Pages 333-344 | Received 01 Sep 2009, Accepted 13 Jan 2010, Published online: 15 Dec 2016
 

Abstract

Although the sea ice microwave emissivity is well defined in terms of brightness temperature and the effective temperature it is difficult to derive in practice and its link to physical processes in the snow and sea ice cover is not understood in detail. Future applications of assessing the sea ice microwave emission potentially include atmospheric sounding over sea ice for channels peaking near the surface. Here the microwave emission processes from sea ice are simulated using the combination of a one-dimensional thermodynamic snow and sea ice model and a microwave emission model. The emission model is a sea ice version of the Microwave Emission Model for Layered Snow-packs (MEMLS). It is demonstrated that the simulated seasonal variability of the emissivity, the spectral gradient and the polarization are comparable to satellite measurements.

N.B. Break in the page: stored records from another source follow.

//! Cuerpos y parámetros de las peticiones JSON, con su validación.
//!
//! Cada `*Input` se deserializa con serde y luego `validar()` acumula todos los
//! problemas encontrados en una única respuesta 400 (`ApiError::Validation`).
//!
//! # Ejemplo de sincronización de notas
//! ```json
//! {
//!   "studentId": 12,
//!   "materiaId": 4,
//!   "anioId": 1,
//!   "lapso1": [
//!     {"descripcion": "Prueba corta", "ponderacion": 40, "nota": 18},
//!     {"descripcion": "Examen", "ponderacion": 60, "nota": 12}
//!   ],
//!   "lapso2": []
//! }
//! ```
//! `lapso2: []` borra las evaluaciones del segundo lapso; `lapso3` ausente no se toca.

use crate::calculo::{NOTA_MAXIMA, PONDERACION_MAXIMA};
use crate::db::calificaciones::Sincronizacion;
use crate::db::docentes::DatosDocente;
use crate::db::estudiantes::{DatosEstudiante, Destino};
use crate::db::materias::DatosMateria;
use crate::error::{ApiError, ApiResult, Issues};
use crate::models::{EstadoDocente, EstadoEstudiante, Evaluacion, Role};
use chrono::{DateTime, Duration, NaiveDate, SecondsFormat, Utc};
use serde::{Deserialize, Serialize};
use std::collections::HashSet;

pub const PASSWORD_MIN_LEN: usize = 6;
pub const AUDIT_LIMIT_DEFAULT: i64 = 50;
pub const AUDIT_LIMIT_MAX: i64 = 500;

fn limpiar(s: Option<String>) -> Option<String> {
    s.map(|v| v.trim().to_string()).filter(|v| !v.is_empty())
}

fn validar_fecha(issues: &mut Issues, path: &str, valor: &Option<String>) {
    if let Some(f) = valor {
        if NaiveDate::parse_from_str(f.trim(), "%Y-%m-%d").is_err() {
            issues.push(path, "must be a date in YYYY-MM-DD format");
        }
    }
}

#[derive(Debug, Deserialize)]
pub struct LoginRequest {
    pub username: String,
    pub password: String,
}

#[derive(Debug, Serialize)]
pub struct LoginResponse {
    pub token: String,
    pub user: crate::models::Usuario,
}

#[derive(Debug, Deserialize)]
#[serde(rename_all = "camelCase")]
pub struct EstudianteInput {
    pub nombres: String,
    pub apellidos: String,
    pub cedula: String,
    pub fecha_nacimiento: Option<String>,
    pub grado_id: Option<i64>,
    pub seccion_id: Option<i64>,
    pub estado: Option<EstadoEstudiante>,
}

impl EstudianteInput {
    pub fn validar(self) -> ApiResult<DatosEstudiante> {
        let mut issues = Issues::new();
        issues.requerido("nombres", &self.nombres);
        issues.requerido("apellidos", &self.apellidos);
        issues.requerido("cedula", &self.cedula);
        let fecha_nacimiento = limpiar(self.fecha_nacimiento);
        validar_fecha(&mut issues, "fechaNacimiento", &fecha_nacimiento);
        issues.finish()?;
        Ok(DatosEstudiante {
            nombres: self.nombres,
            apellidos: self.apellidos,
            cedula: self.cedula,
            fecha_nacimiento,
            grado_id: self.grado_id,
            seccion_id: self.seccion_id,
            estado: self.estado.unwrap_or_default(),
        })
    }
}

#[derive(Debug, Deserialize)]
#[serde(rename_all = "camelCase")]
pub struct DocenteInput {
    pub nombres: String,
    pub apellidos: String,
    pub cedula: String,
    pub email: Option<String>,
    pub telefono: Option<String>,
    pub estado: Option<EstadoDocente>,
}

impl DocenteInput {
    pub fn validar(self) -> ApiResult<DatosDocente> {
        let mut issues = Issues::new();
        issues.requerido("nombres", &self.nombres);
        issues.requerido("apellidos", &self.apellidos);
        issues.requerido("cedula", &self.cedula);
        let email = limpiar(self.email);
        if let Some(e) = &email {
            if !e.contains('@') {
                issues.push("email", "must be a valid email address");
            }
        }
        issues.finish()?;
        Ok(DatosDocente {
            nombres: self.nombres,
            apellidos: self.apellidos,
            cedula: self.cedula,
            email,
            telefono: limpiar(self.telefono),
            estado: self.estado.unwrap_or_default(),
        })
    }
}

#[derive(Debug, Deserialize)]
#[serde(rename_all = "camelCase")]
pub struct MateriaInput {
    pub nombre: String,
    pub docente_id: Option<i64>,
    pub grado_id: Option<i64>,
    pub seccion_id: Option<i64>,
}

impl MateriaInput {
    pub fn validar(self) -> ApiResult<DatosMateria> {
        let mut issues = Issues::new();
        issues.requerido("nombre", &self.nombre);
        if self.grado_id.is_none() {
            issues.push("gradoId", "is required");
        }
        issues.finish()?;
        Ok(DatosMateria {
            nombre: self.nombre,
            docente_id: self.docente_id,
            grado_id: self.grado_id.unwrap_or_default(),
            seccion_id: self.seccion_id,
        })
    }
}

#[derive(Debug, Deserialize)]
pub struct CatalogoInput {
    pub nombre: String,
}

impl CatalogoInput {
    pub fn validar(self) -> ApiResult<String> {
        let mut issues = Issues::new();
        issues.requerido("nombre", &self.nombre);
        issues.finish()?;
        Ok(self.nombre.trim().to_string())
    }
}

#[derive(Debug, Deserialize)]
#[serde(rename_all = "camelCase")]
pub struct SyncRequest {
    pub student_id: i64,
    pub materia_id: i64,
    #[serde(alias = "añoId")]
    pub anio_id: i64,
    #[serde(default)]
    pub lapso1: Option<Vec<Evaluacion>>,
    #[serde(default)]
    pub lapso2: Option<Vec<Evaluacion>>,
    #[serde(default)]
    pub lapso3: Option<Vec<Evaluacion>>,
}

/// Valida las evaluaciones de un lapso: rangos de nota y ponderación y
/// descripciones únicas (sin distinguir mayúsculas ni espacios extremos).
fn validar_lapso(issues: &mut Issues, nombre: &str, evaluaciones: &[Evaluacion]) {
    let mut vistas: HashSet<String> = HashSet::new();
    for (i, ev) in evaluaciones.iter().enumerate() {
        let path = format!("{}[{}]", nombre, i);
        let clave = ev.descripcion.trim().to_lowercase();
        if clave.is_empty() {
            issues.push(format!("{}.descripcion", path), "is required");
        } else if !vistas.insert(clave) {
            issues.push(format!("{}.descripcion", path), "duplicate description within the lapso");
        }
        if !ev.nota.is_finite() || ev.nota < 0.0 || ev.nota > NOTA_MAXIMA {
            issues.push(format!("{}.nota", path), format!("must be between 0 and {}", NOTA_MAXIMA));
        }
        if !ev.ponderacion.is_finite() || ev.ponderacion < 0.0 || ev.ponderacion > PONDERACION_MAXIMA {
            issues.push(format!("{}.ponderacion", path), format!("must be between 0 and {}", PONDERACION_MAXIMA));
        }
    }
}

impl SyncRequest {
    pub fn validar(self) -> ApiResult<Sincronizacion> {
        let mut issues = Issues::new();
        let lapsos = [self.lapso1, self.lapso2, self.lapso3];
        for (i, lapso) in lapsos.iter().enumerate() {
            if let Some(evs) = lapso {
                validar_lapso(&mut issues, &format!("lapso{}", i + 1), evs);
            }
        }
        issues.finish()?;
        Ok(Sincronizacion {
            student_id: self.student_id,
            materia_id: self.materia_id,
            anio_id: self.anio_id,
            lapsos,
        })
    }
}

#[derive(Debug, Deserialize)]
#[serde(rename_all = "camelCase")]
pub struct LockRequest {
    pub is_locked: bool,
}

#[derive(Debug, Deserialize)]
#[serde(rename_all = "camelCase")]
pub struct PromoteRequest {
    pub grado_id: Option<i64>,
    pub seccion_id: Option<i64>,
    #[serde(default)]
    pub graduar: bool,
}

impl PromoteRequest {
    pub fn destino(&self) -> ApiResult<Destino> {
        match (self.graduar, self.grado_id) {
            (true, _) => Ok(Destino::Graduar),
            (false, Some(grado_id)) => Ok(Destino::Grado { grado_id, seccion_id: self.seccion_id }),
            (false, None) => Err(ApiError::campo("gradoId", "is required unless graduar is true")),
        }
    }
}

#[derive(Debug, Deserialize)]
#[serde(rename_all = "camelCase")]
pub struct BulkPromoteRequest {
    pub from_grado_id: i64,
    pub from_seccion_id: Option<i64>,
    pub to_grado_id: Option<i64>,
    pub to_seccion_id: Option<i64>,
    #[serde(default)]
    pub graduar: bool,
}

impl BulkPromoteRequest {
    pub fn destino(&self) -> ApiResult<Destino> {
        PromoteRequest { grado_id: self.to_grado_id, seccion_id: self.to_seccion_id, graduar: self.graduar }
            .destino()
            .map_err(|_| ApiError::campo("toGradoId", "is required unless graduar is true"))
    }
}

#[derive(Debug, Deserialize)]
#[serde(rename_all = "camelCase")]
pub struct UsuarioCreate {
    pub username: String,
    pub password: String,
    pub role: Role,
    pub docente_id: Option<i64>,
}

fn validar_password(issues: &mut Issues, path: &str, password: &str) {
    if password.chars().count() < PASSWORD_MIN_LEN {
        issues.push(path, format!("must have at least {} characters", PASSWORD_MIN_LEN));
    }
}

impl UsuarioCreate {
    pub fn validar(&self) -> ApiResult<()> {
        let mut issues = Issues::new();
        issues.requerido("username", &self.username);
        validar_password(&mut issues, "password", &self.password);
        issues.finish()
    }
}

#[derive(Debug, Deserialize)]
#[serde(rename_all = "camelCase")]
pub struct UsuarioUpdate {
    pub role: Role,
    pub docente_id: Option<i64>,
    #[serde(default = "default_true")]
    pub activo: bool,
}

fn default_true() -> bool {
    true
}

#[derive(Debug, Deserialize)]
pub struct ResetPasswordRequest {
    pub password: String,
}

impl ResetPasswordRequest {
    pub fn validar(&self) -> ApiResult<()> {
        let mut issues = Issues::new();
        validar_password(&mut issues, "password", &self.password);
        issues.finish()
    }
}

#[derive(Debug, Deserialize)]
pub struct AnuncioInput {
    pub titulo: String,
    pub contenido: String,
}

impl AnuncioInput {
    pub fn validar(&self) -> ApiResult<()> {
        let mut issues = Issues::new();
        issues.requerido("titulo", &self.titulo);
        issues.requerido("contenido", &self.contenido);
        issues.finish()
    }
}

#[derive(Debug, Deserialize)]
#[serde(rename_all = "camelCase")]
pub struct NotificacionInput {
    pub usuario_id: i64,
    pub mensaje: String,
}

#[derive(Debug, Deserialize, Default)]
#[serde(rename_all = "camelCase")]
pub struct EstudiantesQuery {
    pub grado_id: Option<i64>,
    pub seccion_id: Option<i64>,
    pub estado: Option<EstadoEstudiante>,
    pub q: Option<String>,
}

#[derive(Debug, Deserialize, Default)]
#[serde(rename_all = "camelCase")]
pub struct MateriasQuery {
    pub grado_id: Option<i64>,
    pub seccion_id: Option<i64>,
    pub docente_id: Option<i64>,
}

#[derive(Debug, Deserialize, Default)]
#[serde(rename_all = "camelCase")]
pub struct CalificacionesQuery {
    pub student_id: Option<i64>,
    pub materia_id: Option<i64>,
    #[serde(alias = "añoId")]
    pub anio_id: Option<i64>,
}

#[derive(Debug, Deserialize, Default)]
#[serde(rename_all = "camelCase")]
pub struct AuditQuery {
    pub action: Option<String>,
    pub start_date: Option<String>,
    pub end_date: Option<String>,
    pub limit: Option<i64>,
    pub offset: Option<i64>,
}

/// Convierte una fecha de filtro (`YYYY-MM-DD` o RFC 3339) en una cota RFC 3339.
/// Una fecha sin hora como cota final incluye el día completo.
fn cota_fecha(valor: &str, es_fin: bool) -> Option<String> {
    let v = valor.trim();
    if let Ok(dt) = DateTime::parse_from_rfc3339(v) {
        let utc = dt.with_timezone(&Utc);
        // la cota final es exclusiva; un instante exacto se incluye sumando 1 ms
        let utc = if es_fin { utc + Duration::milliseconds(1) } else { utc };
        return Some(utc.to_rfc3339_opts(SecondsFormat::Millis, true));
    }
    let fecha = NaiveDate::parse_from_str(v, "%Y-%m-%d").ok()?;
    let fecha = if es_fin { fecha.succ_opt()? } else { fecha };
    let inicio = fecha.and_hms_opt(0, 0, 0)?.and_utc();
    Some(inicio.to_rfc3339_opts(SecondsFormat::Millis, true))
}

impl AuditQuery {
    pub fn filtro(self) -> ApiResult<crate::db::auditoria::FiltroAuditoria> {
        let mut issues = Issues::new();
        let desde = match limpiar(self.start_date) {
            Some(s) => cota_fecha(&s, false).or_else(|| {
                issues.push("startDate", "must be YYYY-MM-DD or RFC 3339");
                None
            }),
            None => None,
        };
        let hasta = match limpiar(self.end_date) {
            Some(s) => cota_fecha(&s, true).or_else(|| {
                issues.push("endDate", "must be YYYY-MM-DD or RFC 3339");
                None
            }),
            None => None,
        };
        if self.limit.is_some_and(|l| l < 1) {
            issues.push("limit", "must be positive");
        }
        if self.offset.is_some_and(|o| o < 0) {
            issues.push("offset", "must not be negative");
        }
        issues.finish()?;
        Ok(crate::db::auditoria::FiltroAuditoria {
            accion: limpiar(self.action),
            desde,
            hasta,
            limit: self.limit.unwrap_or(AUDIT_LIMIT_DEFAULT).min(AUDIT_LIMIT_MAX),
            offset: self.offset.unwrap_or(0),
        })
    }
}

#[derive(Debug, Deserialize)]
#[serde(rename_all = "camelCase")]
pub struct BoletinQuery {
    pub student_id: i64,
    #[serde(alias = "añoId")]
    pub anio_id: i64,
}

/// Alcance del acta: una sección completa o un único estudiante (constancia).
#[derive(Debug, Deserialize, Default)]
#[serde(rename_all = "camelCase")]
pub struct ActaQuery {
    pub grado_id: Option<i64>,
    pub seccion_id: Option<i64>,
    pub student_id: Option<i64>,
    #[serde(alias = "añoId")]
    pub anio_id: Option<i64>,
}

#[derive(Debug, Clone, Copy, PartialEq)]
pub enum AlcanceActa {
    Seccion { grado_id: i64, seccion_id: i64, anio_id: i64 },
    Estudiante { student_id: i64, anio_id: i64 },
}

impl ActaQuery {
    pub fn alcance(&self) -> ApiResult<AlcanceActa> {
        let anio_id = self.anio_id.ok_or_else(|| ApiError::campo("anioId", "is required"))?;
        if let Some(student_id) = self.student_id {
            return Ok(AlcanceActa::Estudiante { student_id, anio_id });
        }
        match (self.grado_id, self.seccion_id) {
            (Some(grado_id), Some(seccion_id)) => Ok(AlcanceActa::Seccion { grado_id, seccion_id, anio_id }),
            _ => Err(ApiError::campo("gradoId", "gradoId and seccionId are required unless studentId is given")),
        }
    }
}

#[derive(Debug, Deserialize)]
#[serde(rename_all = "camelCase")]
pub struct ImportQuery {
    pub grado_id: Option<i64>,
    pub seccion_id: Option<i64>,
}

The spectral gradient ratio defined as the difference over the sum of the 18 and 36 GHz at vertical polarization is related to the emissivity at the atmospheric temperature sounding channels at around 50 GHz. Further the brightness temperature at neighbouring channels is highly correlated. However, the effective temperature at lower frequencies (18, 23, 36 and 50 GHz) is poorly correlated with the surface or air temperature.